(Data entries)
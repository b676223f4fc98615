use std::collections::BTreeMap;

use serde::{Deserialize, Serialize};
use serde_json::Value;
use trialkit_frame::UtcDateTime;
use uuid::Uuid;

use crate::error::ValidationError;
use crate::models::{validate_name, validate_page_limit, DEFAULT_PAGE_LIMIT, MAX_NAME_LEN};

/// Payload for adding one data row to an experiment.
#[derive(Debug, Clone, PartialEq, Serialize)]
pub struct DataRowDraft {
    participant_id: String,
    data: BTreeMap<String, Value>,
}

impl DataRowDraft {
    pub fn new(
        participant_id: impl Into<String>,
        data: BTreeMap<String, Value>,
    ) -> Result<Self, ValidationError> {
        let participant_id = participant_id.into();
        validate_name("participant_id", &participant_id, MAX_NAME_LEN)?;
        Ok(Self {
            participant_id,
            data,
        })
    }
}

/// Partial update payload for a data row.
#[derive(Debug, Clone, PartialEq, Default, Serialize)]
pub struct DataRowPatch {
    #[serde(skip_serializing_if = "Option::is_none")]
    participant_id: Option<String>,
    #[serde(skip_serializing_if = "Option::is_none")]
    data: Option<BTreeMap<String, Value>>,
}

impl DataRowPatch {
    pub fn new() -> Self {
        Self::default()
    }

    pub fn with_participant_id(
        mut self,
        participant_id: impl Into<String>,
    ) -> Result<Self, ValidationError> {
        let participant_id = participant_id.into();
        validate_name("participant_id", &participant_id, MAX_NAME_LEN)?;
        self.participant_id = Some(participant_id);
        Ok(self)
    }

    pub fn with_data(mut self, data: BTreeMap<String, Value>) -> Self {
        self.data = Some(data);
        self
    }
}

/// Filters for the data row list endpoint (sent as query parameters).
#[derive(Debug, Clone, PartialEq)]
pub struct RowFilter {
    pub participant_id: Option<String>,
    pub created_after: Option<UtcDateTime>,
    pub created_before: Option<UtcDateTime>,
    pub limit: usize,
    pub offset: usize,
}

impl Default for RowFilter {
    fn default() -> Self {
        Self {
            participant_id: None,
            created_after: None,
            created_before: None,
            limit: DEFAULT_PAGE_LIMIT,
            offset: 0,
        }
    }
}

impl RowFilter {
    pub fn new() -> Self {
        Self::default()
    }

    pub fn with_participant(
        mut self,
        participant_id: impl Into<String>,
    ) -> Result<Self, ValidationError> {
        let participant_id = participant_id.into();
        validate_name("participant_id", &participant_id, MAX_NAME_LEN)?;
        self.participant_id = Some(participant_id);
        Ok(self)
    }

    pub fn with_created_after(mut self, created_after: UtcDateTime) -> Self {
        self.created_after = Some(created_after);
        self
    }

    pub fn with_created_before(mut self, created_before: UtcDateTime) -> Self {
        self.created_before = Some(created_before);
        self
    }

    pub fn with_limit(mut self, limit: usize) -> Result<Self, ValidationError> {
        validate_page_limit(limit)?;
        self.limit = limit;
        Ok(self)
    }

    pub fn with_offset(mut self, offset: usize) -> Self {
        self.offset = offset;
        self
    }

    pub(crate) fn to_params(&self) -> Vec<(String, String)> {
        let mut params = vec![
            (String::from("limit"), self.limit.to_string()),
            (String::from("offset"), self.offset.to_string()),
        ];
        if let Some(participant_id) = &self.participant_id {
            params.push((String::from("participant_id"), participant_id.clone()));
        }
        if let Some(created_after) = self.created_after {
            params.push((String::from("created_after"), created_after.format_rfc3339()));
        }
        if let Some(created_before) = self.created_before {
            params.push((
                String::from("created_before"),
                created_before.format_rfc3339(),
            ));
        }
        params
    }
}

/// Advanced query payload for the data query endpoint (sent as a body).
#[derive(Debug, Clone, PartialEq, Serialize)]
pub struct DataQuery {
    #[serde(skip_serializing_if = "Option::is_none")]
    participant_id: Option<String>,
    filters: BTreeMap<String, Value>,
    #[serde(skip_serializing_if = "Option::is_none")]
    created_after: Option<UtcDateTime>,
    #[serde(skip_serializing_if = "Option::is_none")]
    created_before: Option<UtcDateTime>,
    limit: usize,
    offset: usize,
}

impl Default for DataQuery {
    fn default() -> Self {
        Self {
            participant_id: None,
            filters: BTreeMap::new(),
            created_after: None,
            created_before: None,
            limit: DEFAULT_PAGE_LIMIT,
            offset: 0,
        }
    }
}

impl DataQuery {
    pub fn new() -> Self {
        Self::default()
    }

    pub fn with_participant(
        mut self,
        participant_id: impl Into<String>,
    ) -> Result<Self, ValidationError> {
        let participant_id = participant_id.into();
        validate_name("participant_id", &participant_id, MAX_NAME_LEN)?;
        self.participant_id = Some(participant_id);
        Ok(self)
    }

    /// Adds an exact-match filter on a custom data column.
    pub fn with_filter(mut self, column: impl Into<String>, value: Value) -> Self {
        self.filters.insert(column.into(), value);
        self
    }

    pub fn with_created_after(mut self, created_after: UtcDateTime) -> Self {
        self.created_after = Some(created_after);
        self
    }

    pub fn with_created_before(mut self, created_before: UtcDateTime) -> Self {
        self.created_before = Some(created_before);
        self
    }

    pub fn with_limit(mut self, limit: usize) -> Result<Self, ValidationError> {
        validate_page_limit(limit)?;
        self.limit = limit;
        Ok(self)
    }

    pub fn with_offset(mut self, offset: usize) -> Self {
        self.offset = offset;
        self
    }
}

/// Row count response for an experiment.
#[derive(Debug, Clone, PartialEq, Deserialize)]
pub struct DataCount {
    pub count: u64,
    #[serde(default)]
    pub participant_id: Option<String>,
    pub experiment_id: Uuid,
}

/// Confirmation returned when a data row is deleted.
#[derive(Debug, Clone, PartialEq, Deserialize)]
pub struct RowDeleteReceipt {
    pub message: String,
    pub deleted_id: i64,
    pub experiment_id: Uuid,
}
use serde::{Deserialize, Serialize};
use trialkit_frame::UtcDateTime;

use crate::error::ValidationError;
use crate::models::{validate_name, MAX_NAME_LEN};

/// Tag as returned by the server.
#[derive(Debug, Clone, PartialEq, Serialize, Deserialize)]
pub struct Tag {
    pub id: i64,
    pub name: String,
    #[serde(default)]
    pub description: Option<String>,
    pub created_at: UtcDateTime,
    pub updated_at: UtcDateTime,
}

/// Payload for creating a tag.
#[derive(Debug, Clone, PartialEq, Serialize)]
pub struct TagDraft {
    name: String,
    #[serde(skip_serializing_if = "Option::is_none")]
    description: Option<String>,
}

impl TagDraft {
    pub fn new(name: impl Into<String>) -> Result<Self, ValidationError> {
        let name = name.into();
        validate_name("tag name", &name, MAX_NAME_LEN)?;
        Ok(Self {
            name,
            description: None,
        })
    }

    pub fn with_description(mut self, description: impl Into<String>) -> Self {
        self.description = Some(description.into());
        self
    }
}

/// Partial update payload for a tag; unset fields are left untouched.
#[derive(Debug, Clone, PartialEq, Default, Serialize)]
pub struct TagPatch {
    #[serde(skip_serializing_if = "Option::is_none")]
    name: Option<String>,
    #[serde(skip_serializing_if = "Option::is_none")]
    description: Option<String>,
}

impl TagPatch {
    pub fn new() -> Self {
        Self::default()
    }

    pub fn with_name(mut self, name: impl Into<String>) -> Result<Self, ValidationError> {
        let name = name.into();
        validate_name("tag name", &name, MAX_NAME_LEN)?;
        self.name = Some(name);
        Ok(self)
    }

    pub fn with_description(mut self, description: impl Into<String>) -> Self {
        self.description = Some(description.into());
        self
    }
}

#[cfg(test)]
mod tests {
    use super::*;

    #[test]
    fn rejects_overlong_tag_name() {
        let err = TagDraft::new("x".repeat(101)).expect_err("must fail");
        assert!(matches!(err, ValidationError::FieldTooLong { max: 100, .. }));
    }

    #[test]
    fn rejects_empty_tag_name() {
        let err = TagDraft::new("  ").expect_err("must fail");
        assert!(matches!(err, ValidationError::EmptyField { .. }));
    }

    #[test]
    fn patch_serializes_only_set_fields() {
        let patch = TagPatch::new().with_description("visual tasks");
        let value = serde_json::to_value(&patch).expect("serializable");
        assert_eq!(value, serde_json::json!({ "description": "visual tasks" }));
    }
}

● **EXERCISE**: This exercise requires the lines of the entries containing the string "push".

● **ANSWER SPACE**:
            params.push((String::from("participant_id"), participant_id.clone()));
            params.push((String::from("created_after"), created_after.format_rfc3339()));
            params.push((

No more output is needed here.